_Records supplied_.
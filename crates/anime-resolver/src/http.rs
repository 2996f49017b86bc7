//! Browser-like HTTP access for source adapters.
//!
//! Each adapter owns its own [`PageFetcher`]. There is no cookie store, so no
//! session state is carried between calls or shared between sources.

use reqwest::header::{
    HeaderMap, HeaderName, HeaderValue, ACCEPT, ACCEPT_LANGUAGE, ORIGIN, REFERER, USER_AGENT,
};
use reqwest::{Client, Response, StatusCode};
use serde::de::DeserializeOwned;
use shared::{ResolveError, Result};
use std::time::Duration;
use tracing::{debug, warn};

const ACCEPT_HTML: &str =
    "text/html,application/xhtml+xml,application/xml;q=0.9,image/avif,image/webp,*/*;q=0.8";
const ACCEPT_JSON: &str = "application/json, text/javascript, */*; q=0.01";

fn default_headers(user_agent: &str, referer: &str) -> HeaderMap {
    let mut headers = HeaderMap::new();
    if let Ok(ua) = HeaderValue::from_str(user_agent) {
        headers.insert(USER_AGENT, ua);
    }
    headers.insert(ACCEPT, HeaderValue::from_static(ACCEPT_HTML));
    headers.insert(ACCEPT_LANGUAGE, HeaderValue::from_static("en-US,en;q=0.9"));
    if let Ok(hv) = HeaderValue::from_str(referer) {
        headers.insert(REFERER, hv);
    }
    headers.insert(
        HeaderName::from_static("sec-fetch-dest"),
        HeaderValue::from_static("document"),
    );
    headers.insert(
        HeaderName::from_static("sec-fetch-mode"),
        HeaderValue::from_static("navigate"),
    );
    headers.insert(
        HeaderName::from_static("sec-fetch-site"),
        HeaderValue::from_static("same-origin"),
    );
    headers
}

/// HTTP client bound to one source
#[derive(Clone)]
pub struct PageFetcher {
    client: Client,
    /// Used in error messages
    source_id: String,
}

impl PageFetcher {
    pub fn new(source_id: &str, base_url: &str, user_agent: &str, timeout: Duration) -> Result<Self> {
        let referer = format!("{}/", base_url.trim_end_matches('/'));
        let client = Client::builder()
            .default_headers(default_headers(user_agent, &referer))
            .redirect(reqwest::redirect::Policy::limited(10))
            .timeout(timeout)
            .build()
            .map_err(|e| ResolveError::http(format!("Failed to create HTTP client for {}", source_id), e))?;

        Ok(Self {
            client,
            source_id: source_id.to_string(),
        })
    }

    /// GET a page as text
    pub async fn get_text(&self, url: &str) -> Result<String> {
        debug!(source = %self.source_id, url = %url, "GET");
        let response = self
            .client
            .get(url)
            .send()
            .await
            .map_err(|e| ResolveError::http(format!("{} request failed", self.source_id), e))?;
        self.read_body(url, response).await
    }

    /// GET an AJAX endpoint and decode the JSON body
    pub async fn get_json<T: DeserializeOwned>(&self, url: &str, referer: &str) -> Result<T> {
        debug!(source = %self.source_id, url = %url, "GET (json)");
        let response = self
            .client
            .get(url)
            .header(ACCEPT, ACCEPT_JSON)
            .header(REFERER, referer)
            .header("X-Requested-With", "XMLHttpRequest")
            .send()
            .await
            .map_err(|e| ResolveError::http(format!("{} request failed", self.source_id), e))?;
        let body = self.read_body(url, response).await?;
        decode_json(&self.source_id, url, &body)
    }

    /// POST a form the way the site's own scripts do
    pub async fn post_form(
        &self,
        url: &str,
        form: &[(&str, &str)],
        referer: &str,
        origin: &str,
    ) -> Result<String> {
        debug!(source = %self.source_id, url = %url, "POST");
        let response = self
            .client
            .post(url)
            .header(REFERER, referer)
            .header(ORIGIN, origin)
            .header("X-Requested-With", "XMLHttpRequest")
            .form(form)
            .send()
            .await
            .map_err(|e| ResolveError::http(format!("{} request failed", self.source_id), e))?;
        self.read_body(url, response).await
    }

    async fn read_body(&self, url: &str, response: Response) -> Result<String> {
        check_status(&self.source_id, url, response.status())?;

        response
            .text()
            .await
            .map_err(|e| ResolveError::http(format!("Failed to read {} response", self.source_id), e))
    }
}

/// Map a response status onto the error taxonomy.
///
/// 404 is the page for a title the site does not carry; any other non-2xx
/// status is an upstream failure.
pub(crate) fn check_status(source_id: &str, url: &str, status: StatusCode) -> Result<()> {
    if status == StatusCode::NOT_FOUND {
        return Err(ResolveError::not_found(format!(
            "{} has no page at {}",
            source_id, url
        )));
    }
    if !status.is_success() {
        warn!(source = %source_id, url = %url, status = %status, "Request failed");
        return Err(ResolveError::upstream(format!(
            "{} returned HTTP {} for {}",
            source_id, status, url
        )));
    }
    Ok(())
}

/// Decode an AJAX body; a body of the wrong shape is an upstream failure
pub(crate) fn decode_json<T: DeserializeOwned>(source_id: &str, url: &str, body: &str) -> Result<T> {
    serde_json::from_str(body).map_err(|e| {
        warn!(source = %source_id, url = %url, error = %e, "Unexpected JSON shape");
        ResolveError::upstream(format!("{} returned malformed JSON: {}", source_id, e))
    })
}

/// Local HTTP server answering every request with canned responses
#[cfg(test)]
pub(crate) mod canned {
    use tokio::io::{AsyncReadExt, AsyncWriteExt};
    use tokio::net::{TcpListener, TcpStream};

    /// One response per path prefix; unmatched paths get a 404
    #[derive(Clone)]
    pub struct Route {
        pub prefix: &'static str,
        pub status: u16,
        pub body: &'static str,
    }

    impl Route {
        pub fn new(prefix: &'static str, status: u16, body: &'static str) -> Self {
            Self {
                prefix,
                status,
                body,
            }
        }
    }

    /// Serve `routes` on an ephemeral port and return the base URL
    pub async fn serve(routes: Vec<Route>) -> String {
        let listener = TcpListener::bind("127.0.0.1:0").await.unwrap();
        let addr = listener.local_addr().unwrap();

        tokio::spawn(async move {
            while let Ok((stream, _)) = listener.accept().await {
                let routes = routes.clone();
                tokio::spawn(async move {
                    let _ = answer(stream, &routes).await;
                });
            }
        });

        format!("http://{}", addr)
    }

    async fn answer(mut stream: TcpStream, routes: &[Route]) -> std::io::Result<()> {
        let mut request = Vec::new();
        let mut buf = [0u8; 4096];

        // Headers, then as much body as Content-Length announces
        let header_end = loop {
            let n = stream.read(&mut buf).await?;
            if n == 0 {
                return Ok(());
            }
            request.extend_from_slice(&buf[..n]);
            if let Some(pos) = request.windows(4).position(|w| w == b"\r\n\r\n") {
                break pos + 4;
            }
        };
        let head = String::from_utf8_lossy(&request[..header_end]).to_string();
        let content_length = head
            .lines()
            .find_map(|line| {
                let (name, value) = line.split_once(':')?;
                name.eq_ignore_ascii_case("content-length")
                    .then(|| value.trim().parse::<usize>().ok())
                    .flatten()
            })
            .unwrap_or(0);
        while request.len() < header_end + content_length {
            let n = stream.read(&mut buf).await?;
            if n == 0 {
                break;
            }
            request.extend_from_slice(&buf[..n]);
        }

        let path = head.split_whitespace().nth(1).unwrap_or("/");
        let (status, body) = routes
            .iter()
            .find(|r| path.starts_with(r.prefix))
            .map(|r| (r.status, r.body))
            .unwrap_or((404, "not found"));

        let response = format!(
            "HTTP/1.1 {} Canned\r\nContent-Type: text/html\r\nContent-Length: {}\r\nConnection: close\r\n\r\n{}",
            status,
            body.len(),
            body
        );
        stream.write_all(response.as_bytes()).await?;
        stream.shutdown().await
    }
}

_Activity_.
Print the records once more, exactly as written.

_Output for this exercise_.
filename crates/anime-resolver/src/http.rs
repository 2996f49017b86bc7
//! Browser-like HTTP access for source adapters.
//!
//! Each adapter owns its own [`PageFetcher`]. There is no cookie store, so no
//! session state is carried between calls or shared between sources.

use reqwest::header::{
    HeaderMap, HeaderName, HeaderValue, ACCEPT, ACCEPT_LANGUAGE, ORIGIN, REFERER, USER_AGENT,
};
use reqwest::{Client, Response, StatusCode};
use serde::de::DeserializeOwned;
use shared::{ResolveError, Result};
use std::time::Duration;
use tracing::{debug, warn};

const ACCEPT_HTML: &str =
    "text/html,application/xhtml+xml,application/xml;q=0.9,image/avif,image/webp,*/*;q=0.8";
const ACCEPT_JSON: &str = "application/json, text/javascript, */*; q=0.01";

fn default_headers(user_agent: &str, referer: &str) -> HeaderMap {
    let mut headers = HeaderMap::new();
    if let Ok(ua) = HeaderValue::from_str(user_agent) {
        headers.insert(USER_AGENT, ua);
    }
    headers.insert(ACCEPT, HeaderValue::from_static(ACCEPT_HTML));
    headers.insert(ACCEPT_LANGUAGE, HeaderValue::from_static("en-US,en;q=0.9"));
    if let Ok(hv) = HeaderValue::from_str(referer) {
        headers.insert(REFERER, hv);
    }
    headers.insert(
        HeaderName::from_static("sec-fetch-dest"),
        HeaderValue::from_static("document"),
    );
    headers.insert(
        HeaderName::from_static("sec-fetch-mode"),
        HeaderValue::from_static("navigate"),
    );
    headers.insert(
        HeaderName::from_static("sec-fetch-site"),
        HeaderValue::from_static("same-origin"),
    );
    headers
}

/// HTTP client bound to one source
#[derive(Clone)]
pub struct PageFetcher {
    client: Client,
    /// Used in error messages
    source_id: String,
}

impl PageFetcher {
    pub fn new(source_id: &str, base_url: &str, user_agent: &str, timeout: Duration) -> Result<Self> {
        let referer = format!("{}/", base_url.trim_end_matches('/'));
        let client = Client::builder()
            .default_headers(default_headers(user_agent, &referer))
            .redirect(reqwest::redirect::Policy::limited(10))
            .timeout(timeout)
            .build()
            .map_err(|e| ResolveError::http(format!("Failed to create HTTP client for {}", source_id), e))?;

        Ok(Self {
            client,
            source_id: source_id.to_string(),
        })
    }

    /// GET a page as text
    pub async fn get_text(&self, url: &str) -> Result<String> {
        debug!(source = %self.source_id, url = %url, "GET");
        let response = self
            .client
            .get(url)
            .send()
            .await
            .map_err(|e| ResolveError::http(format!("{} request failed", self.source_id), e))?;
        self.read_body(url, response).await
    }

    /// GET an AJAX endpoint and decode the JSON body
    pub async fn get_json<T: DeserializeOwned>(&self, url: &str, referer: &str) -> Result<T> {
        debug!(source = %self.source_id, url = %url, "GET (json)");
        let response = self
            .client
            .get(url)
            .header(ACCEPT, ACCEPT_JSON)
            .header(REFERER, referer)
            .header("X-Requested-With", "XMLHttpRequest")
            .send()
            .await
            .map_err(|e| ResolveError::http(format!("{} request failed", self.source_id), e))?;
        let body = self.read_body(url, response).await?;
        decode_json(&self.source_id, url, &body)
    }

    /// POST a form the way the site's own scripts do
    pub async fn post_form(
        &self,
        url: &str,
        form: &[(&str, &str)],
        referer: &str,
        origin: &str,
    ) -> Result<String> {
        debug!(source = %self.source_id, url = %url, "POST");
        let response = self
            .client
            .post(url)
            .header(REFERER, referer)
            .header(ORIGIN, origin)
            .header("X-Requested-With", "XMLHttpRequest")
            .form(form)
            .send()
            .await
            .map_err(|e| ResolveError::http(format!("{} request failed", self.source_id), e))?;
        self.read_body(url, response).await
    }

    async fn read_body(&self, url: &str, response: Response) -> Result<String> {
        check_status(&self.source_id, url, response.status())?;

        response
            .text()
            .await
            .map_err(|e| ResolveError::http(format!("Failed to read {} response", self.source_id), e))
    }
}

/// Map a response status onto the error taxonomy.
///
/// 404 is the page for a title the site does not carry; any other non-2xx
/// status is an upstream failure.
pub(crate) fn check_status(source_id: &str, url: &str, status: StatusCode) -> Result<()> {
    if status == StatusCode::NOT_FOUND {
        return Err(ResolveError::not_found(format!(
            "{} has no page at {}",
            source_id, url
        )));
    }
    if !status.is_success() {
        warn!(source = %source_id, url = %url, status = %status, "Request failed");
        return Err(ResolveError::upstream(format!(
            "{} returned HTTP {} for {}",
            source_id, status, url
        )));
    }
    Ok(())
}

/// Decode an AJAX body; a body of the wrong shape is an upstream failure
pub(crate) fn decode_json<T: DeserializeOwned>(source_id: &str, url: &str, body: &str) -> Result<T> {
    serde_json::from_str(body).map_err(|e| {
        warn!(source = %source_id, url = %url, error = %e, "Unexpected JSON shape");
        ResolveError::upstream(format!("{} returned malformed JSON: {}", source_id, e))
    })
}

/// Local HTTP server answering every request with canned responses
#[cfg(test)]
pub(crate) mod canned {
    use tokio::io::{AsyncReadExt, AsyncWriteExt};
    use tokio::net::{TcpListener, TcpStream};

    /// One response per path prefix; unmatched paths get a 404
    #[derive(Clone)]
    pub struct Route {
        pub prefix: &'static str,
        pub status: u16,
        pub body: &'static str,
    }

    impl Route {
        pub fn new(prefix: &'static str, status: u16, body: &'static str) -> Self {
            Self {
                prefix,
                status,
                body,
            }
        }
    }

    /// Serve `routes` on an ephemeral port and return the base URL
    pub async fn serve(routes: Vec<Route>) -> String {
        let listener = TcpListener::bind("127.0.0.1:0").await.unwrap();
        let addr = listener.local_addr().unwrap();

        tokio::spawn(async move {
            while let Ok((stream, _)) = listener.accept().await {
                let routes = routes.clone();
                tokio::spawn(async move {
                    let _ = answer(stream, &routes).await;
                });
            }
        });

        format!("http://{}", addr)
    }

    async fn answer(mut stream: TcpStream, routes: &[Route]) -> std::io::Result<()> {
        let mut request = Vec::new();
        let mut buf = [0u8; 4096];

        // Headers, then as much body as Content-Length announces
        let header_end = loop {
            let n = stream.read(&mut buf).await?;
            if n == 0 {
                return Ok(());
            }
            request.extend_from_slice(&buf[..n]);
            if let Some(pos) = request.windows(4).position(|w| w == b"\r\n\r\n") {
                break pos + 4;
            }
        };
        let head = String::from_utf8_lossy(&request[..header_end]).to_string();
        let content_length = head
            .lines()
            .find_map(|line| {
                let (name, value) = line.split_once(':')?;
                name.eq_ignore_ascii_case("content-length")
                    .then(|| value.trim().parse::<usize>().ok())
                    .flatten()
            })
            .unwrap_or(0);
        while request.len() < header_end + content_length {
            let n = stream.read(&mut buf).await?;
            if n == 0 {
                break;
            }
            request.extend_from_slice(&buf[..n]);
        }

        let path = head.split_whitespace().nth(1).unwrap_or("/");
        let (status, body) = routes
            .iter()
            .find(|r| path.starts_with(r.prefix))
            .map(|r| (r.status, r.body))
            .unwrap_or((404, "not found"));

        let response = format!(
            "HTTP/1.1 {} Canned\r\nContent-Type: text/html\r\nContent-Length: {}\r\nConnection: close\r\n\r\n{}",
            status,
            body.len(),
            body
        );
        stream.write_all(response.as_bytes()).await?;
        stream.shutdown().await
    }
}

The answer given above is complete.